- **REQUIRED ACTION**
Your answer should be one number: the count of lines in the data below that include "EchoMaximum".

- **DATA FOR ANALYSIS**
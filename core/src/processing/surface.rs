use ndarray::Array1;

use crate::math::StatsHelper;
use crate::record::{beam_median, InstrumentRecord, SurfaceMethod, SurfaceSeries};

/// Share of ensembles that must carry a surface-track range before it is trusted.
pub const MIN_SURFACE_TRACK_FRACTION: f64 = 0.1;
/// Echo intensity scale of the instrument (dB per count).
const DB_PER_COUNT: f64 = 0.45;

/// How the up-looker locates the sea surface, chosen by data availability.
#[derive(Debug, Clone, Copy, PartialEq)]
pub enum SurfaceStrategy {
    /// Ranges from the instrument's own bottom-track (surface-track) pings.
    SurfaceTrack,
    /// Bin of maximum spreading-corrected echo per ensemble.
    EchoMaximum { min_excess: f64 },
}

impl SurfaceStrategy {
    /// Surface track when enough finite, positive ranges exist; echo maximum otherwise.
    pub fn select(record: &InstrumentRecord, min_excess: f64) -> Self {
        let usable = record.bottom_track.as_ref().map_or(false, |bt| {
            let ranges = bt.median_range();
            let finite = StatsHelper::count_finite(ranges.iter().copied());
            let sum: f64 = ranges.iter().filter(|r| r.is_finite()).sum();
            finite > 0
                && finite as f64 >= MIN_SURFACE_TRACK_FRACTION * record.n_ensembles() as f64
                && sum > 0.0
        });
        if usable {
            SurfaceStrategy::SurfaceTrack
        } else {
            SurfaceStrategy::EchoMaximum { min_excess }
        }
    }

    pub fn detect(&self, record: &InstrumentRecord) -> SurfaceSeries {
        match *self {
            SurfaceStrategy::SurfaceTrack => SurfaceSeries {
                method: SurfaceMethod::SurfaceTrack,
                range: surface_track_range(record),
            },
            SurfaceStrategy::EchoMaximum { min_excess } => SurfaceSeries {
                method: SurfaceMethod::EchoMaximum,
                range: echo_maximum_range(record, min_excess),
            },
        }
    }
}

fn surface_track_range(record: &InstrumentRecord) -> Array1<f64> {
    match &record.bottom_track {
        Some(bt) => bt.median_range(),
        None => Array1::from_elem(record.n_ensembles(), f64::NAN),
    }
}

/// Peaks in the first or last bin, or less than `min_excess` counts above
/// the profile median, are not accepted as the surface.
fn echo_maximum_range(record: &InstrumentRecord, min_excess: f64) -> Array1<f64> {
    let echo = beam_median(&record.echo_amplitude);
    let n_bins = record.n_bins();
    let spreading: Vec<f64> = (0..n_bins)
        .map(|k| 20.0 * record.leader.bin_distance(k).max(f64::MIN_POSITIVE).log10() / DB_PER_COUNT)
        .collect();

    echo.outer_iter()
        .map(|row| {
            let corrected: Vec<f64> = row.iter().zip(&spreading).map(|(e, s)| e + s).collect();
            let peak = corrected
                .iter()
                .enumerate()
                .filter(|(_, v)| v.is_finite())
                .max_by(|a, b| a.1.total_cmp(b.1))
                .map(|(k, _)| k);
            let peak = match peak {
                Some(k) if k > 0 && k + 1 < n_bins => k,
                _ => return f64::NAN,
            };
            let median = StatsHelper::nanmedian(corrected.iter().copied());
            if corrected[peak] - median < min_excess {
                return f64::NAN;
            }
            record.leader.bin_distance(peak)
        })
        .collect()
}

- **RESPONSE TO THE EXERCISE**
4